Bleb atau bulla yang pecah masih belum jelas hubungan dengan aktivitas yang berlebihan,
karena pada orang-orang yang tanpa aktivitas (istirahat) juga dapat terjadi pneumotorak.
Pecahnya alveoli juga dikatakan berhubungan dengan
obstruksi check-valve pada salurana napas dapat diakibatkan oleh beberapa sebab antara lain:
infeksi atau infeksi tidak nyata yang menimbulkan suatu penumpukan mukus dalam bronkial.
b. Pneumotorak Spontan Sekunder
Disebutkan bahwa terjadinya pneumotorak ini adalah akibat pecahnya bleb viseralis atau bulla
pneumotorak dan sering berhubungan dengan penyakit paru yhang mendasarinya. Patogenesis
pneumotorak ini umumnya terjadi akibat komplikasi asma, fibrsosis kistik, TB paru, penyakitpenyakit paru infiltra lainnya (misalnya pneumotorak supuratif, pneumonia carinci).
Pneumotorak spontan sekunder lebih serius keadaanya karena adanya penyakit yang
mendasarinya.
V. Komplikasi
Timbulnya infeksi sekunder pada fungsi toraks darurat maupun secara akibat pemasangan WSD
sangat ditakutkan.

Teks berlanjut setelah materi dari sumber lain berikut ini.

//! Topology model for the osprey router: keyspace ids, half-open key
//! ranges, ordered shard partitions, and the `SrvTopo` adapter that answers
//! "what shards does this keyspace have, right now, for this tablet type?".

pub mod key_range;
pub mod keyspace_id;
pub mod shard;
pub mod srv;

pub use key_range::KeyRange;
pub use keyspace_id::KeyspaceId;
pub use shard::{shard_for_keyspace_id, shards_for_key_range_exact, uniform_partition, ShardRef};
pub use srv::{map_exact_shards, SrvTopo, StaticSrvTopo};
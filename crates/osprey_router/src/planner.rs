use std::collections::HashMap;
use std::sync::Arc;

use parking_lot::RwLock;
use tracing::debug;

use osprey_common::error::RouterResult;

use crate::plan::Plan;

/// The planner seam: turns SQL text into a plan. Identical SQL strings must
/// yield the same plan, which is what makes the cache sound.
pub trait PlanBuilder: Send + Sync {
    fn build_plan(&self, sql: &str) -> RouterResult<Arc<Plan>>;
}

/// Memoising facade over a `PlanBuilder`: a bounded, thread-safe plan cache
/// keyed by SQL text. Eviction drops the least-used entry.
pub struct Planner {
    builder: Arc<dyn PlanBuilder>,
    inner: RwLock<CacheInner>,
}

struct CacheInner {
    /// SQL -> (plan, access count)
    entries: HashMap<String, (Arc<Plan>, u64)>,
    capacity: usize,
    hits: u64,
    misses: u64,
}

/// Snapshot of plan cache statistics.
#[derive(Debug, Clone)]
pub struct PlanCacheStats {
    pub entries: usize,
    pub capacity: usize,
    pub hits: u64,
    pub misses: u64,
    pub hit_rate_pct: f64,
}

impl Planner {
    pub fn new(builder: Arc<dyn PlanBuilder>, capacity: usize) -> Self {
        Planner {
            builder,
            inner: RwLock::new(CacheInner {
                entries: HashMap::new(),
                capacity,
                hits: 0,
                misses: 0,
            }),
        }
    }

    /// Look up or build the plan for `sql`.
    pub fn get_plan(&self, sql: &str) -> RouterResult<Arc<Plan>> {
        {
            let mut inner = self.inner.write();
            let hit = inner.entries.get_mut(sql).map(|(plan, count)| {
                *count += 1;
                plan.clone()
            });
            match hit {
                Some(plan) => {
                    inner.hits += 1;
                    return Ok(plan);
                }
                None => inner.misses += 1,
            }
        }

        // Build outside the lock; concurrent misses may race to insert the
        // same plan, which is harmless.
        let plan = self.builder.build_plan(sql)?;

        let mut inner = self.inner.write();
        if !inner.entries.contains_key(sql) && inner.entries.len() >= inner.capacity {
            let victim = inner
                .entries
                .iter()
                .min_by_key(|(_, (_, count))| *count)
                .map(|(sql, _)| sql.clone());
            if let Some(victim) = victim {
                debug!(sql = %victim, "plan cache full, evicting least-used entry");
                inner.entries.remove(&victim);
            }
        }
        inner.entries.insert(sql.to_string(), (plan.clone(), 1));
        Ok(plan)
    }

    pub fn stats(&self) -> PlanCacheStats {
        let inner = self.inner.read();
        let total = inner.hits + inner.misses;
        PlanCacheStats {
            entries: inner.entries.len(),
            capacity: inner.capacity,
            hits: inner.hits,
            misses: inner.misses,
            hit_rate_pct: if total == 0 {
                0.0
            } else {
                inner.hits as f64 * 100.0 / total as f64
            },
        }
    }
}

#[cfg(test)]
mod tests {
    use super::*;
    use crate::plan::{PlanKind, PlanValue};
    use crate::vschema::VSchema;
    use osprey_common::error::RouterError;
    use std::sync::atomic::{AtomicUsize, Ordering};

    fn vschema() -> VSchema {
        VSchema::from_json(
            r#"{"keyspaces": {"TestUnsharded": {"tables": {"main1": {}}}}}"#,
        )
        .unwrap()
    }

    struct CountingBuilder {
        vschema: VSchema,
        builds: AtomicUsize,
    }

    impl PlanBuilder for CountingBuilder {
        fn build_plan(&self, sql: &str) -> RouterResult<Arc<Plan>> {
            if sql.contains("syntax error") {
                return Err(RouterError::Plan(format!("cannot plan: {sql}")));
            }
            self.builds.fetch_add(1, Ordering::SeqCst);
            Ok(Arc::new(Plan {
                kind: PlanKind::SelectUnsharded,
                table: self.vschema.table("main1").unwrap().clone(),
                col_vindex: None,
                rewritten: sql.to_string(),
                subquery: None,
                values: Vec::<PlanValue>::new(),
            }))
        }
    }

    fn planner(capacity: usize) -> (Planner, Arc<CountingBuilder>) {
        let builder = Arc::new(CountingBuilder {
            vschema: vschema(),
            builds: AtomicUsize::new(0),
        });
        (Planner::new(builder.clone(), capacity), builder)
    }

    #[test]
    fn test_identical_sql_builds_once() {
        let (planner, builder) = planner(10);
        let a = planner.get_plan("select 1 from main1").unwrap();
        let b = planner.get_plan("select 1 from main1").unwrap();
        assert!(Arc::ptr_eq(&a, &b));
        assert_eq!(builder.builds.load(Ordering::SeqCst), 1);

        let stats = planner.stats();
        assert_eq!(stats.hits, 1);
        assert_eq!(stats.misses, 1);
        assert_eq!(stats.entries, 1);
    }

    #[test]
    fn test_capacity_evicts_least_used() {
        let (planner, _) = planner(2);
        planner.get_plan("q1").unwrap();
        planner.get_plan("q1").unwrap(); // q1 used twice
        planner.get_plan("q2").unwrap();
        planner.get_plan("q3").unwrap(); // evicts q2

        let stats = planner.stats();
        assert_eq!(stats.entries, 2);
        // q1 survived: fetching it again is a hit without a rebuild.
        let before = planner.stats().hits;
        planner.get_plan("q1").unwrap();
        assert_eq!(planner.stats().hits, before + 1);
    }

    #[test]
    fn test_build_failure_is_not_cached() {
        let (planner, _) = planner(10);
        assert!(planner.get_plan("syntax error 1").is_err());
        assert_eq!(planner.stats().entries, 0);
    }
}
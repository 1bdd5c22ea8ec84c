use async_trait::async_trait;

use osprey_common::datum::Datum;
use osprey_common::error::VindexError;
use osprey_topo::KeyspaceId;

use crate::cursor::VCursor;
use crate::vindex::{Cardinality, KeyspaceIdSet, Vindex, VindexCap};

/// Identity vindex: the big-endian bytes of the numeric value are the
/// keyspace id. Useful when the application already controls placement.
#[derive(Debug, Clone, Copy, Default)]
pub struct NumericVindex;

impl NumericVindex {
    fn image(&self, value: &Datum) -> Result<KeyspaceId, VindexError> {
        let v = value.as_i64().ok_or_else(|| VindexError::BadValue {
            vindex: "numeric".to_string(),
            message: format!("expected a number, got {value:?}"),
        })?;
        Ok(KeyspaceId::from_u64(v as u64))
    }
}

#[async_trait]
impl Vindex for NumericVindex {
    fn type_name(&self) -> &'static str {
        "numeric"
    }

    fn cardinality(&self) -> Cardinality {
        Cardinality::Unique
    }

    fn capabilities(&self) -> &[VindexCap] {
        &[VindexCap::Map, VindexCap::ReverseMap, VindexCap::Verify]
    }

    async fn map(
        &self,
        _cursor: &dyn VCursor,
        keys: &[Datum],
    ) -> Result<Vec<KeyspaceIdSet>, VindexError> {
        keys.iter().map(|k| Ok(vec![self.image(k)?])).collect()
    }

    async fn verify(
        &self,
        _cursor: &dyn VCursor,
        value: &Datum,
        ksid: &KeyspaceId,
    ) -> Result<bool, VindexError> {
        Ok(self.image(value)? == *ksid)
    }

    async fn reverse_map(
        &self,
        _cursor: &dyn VCursor,
        ksid: &KeyspaceId,
    ) -> Result<Option<Datum>, VindexError> {
        let raw = ksid.to_u64().ok_or_else(|| VindexError::BadValue {
            vindex: "numeric".to_string(),
            message: format!("keyspace id {ksid} is not 8 bytes"),
        })?;
        Ok(Some(Datum::Int64(raw as i64)))
    }
}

Infeksi dapat berupa empiema ataupun abses paru (Halim Danusantoso, 2000)
VI. Prognosis
Pneumotorak pada orang dewasa muda prognosisnya sangat baik. Hal ini diakibatkan
karena jaringan parunya sendiri masih cukup baik, kecuali daerah tempat terjadinya kebocoran
dengan terapi yang tepat, kesembuhan yang dicapai selalu sempurna dan kemungkinan kambuh
prkatis kecil sekali, tgerkecuali bila penderita kemudian hari menjadi seorang perokok, juga bila
terapi terhadap penyakit dasarnya (TB) tidak sempurna.
Sebaliknya pneumotorak pada orang dewasa setengah tua atau memang sudah tua, apabila
kalau dia seorang perokok, maka pada sudah ada emfisema paru dengan tekanan udara
intrapulmonal yang tinggi, maka pada keadaan sedemikian kesembuhan dapat disusul dengan
suatu kekambuhan yang bahkan dapat sampai berkali-kali. (Halim Danusantoso, 2000)

VII.

Penatalaksanaan

1. Berikan oksigen konsentrasi tinggi untuk mengatasi hipoksi


2. Ubah menjadi pneumotorak sederhana dengan memasukkan jarum berdasarkan besar
kedalam rongga pleura untuk menghilangkan tekanan.
3. Selang dada dimasukkan untuk membuang udara dan cairan yang tersisa.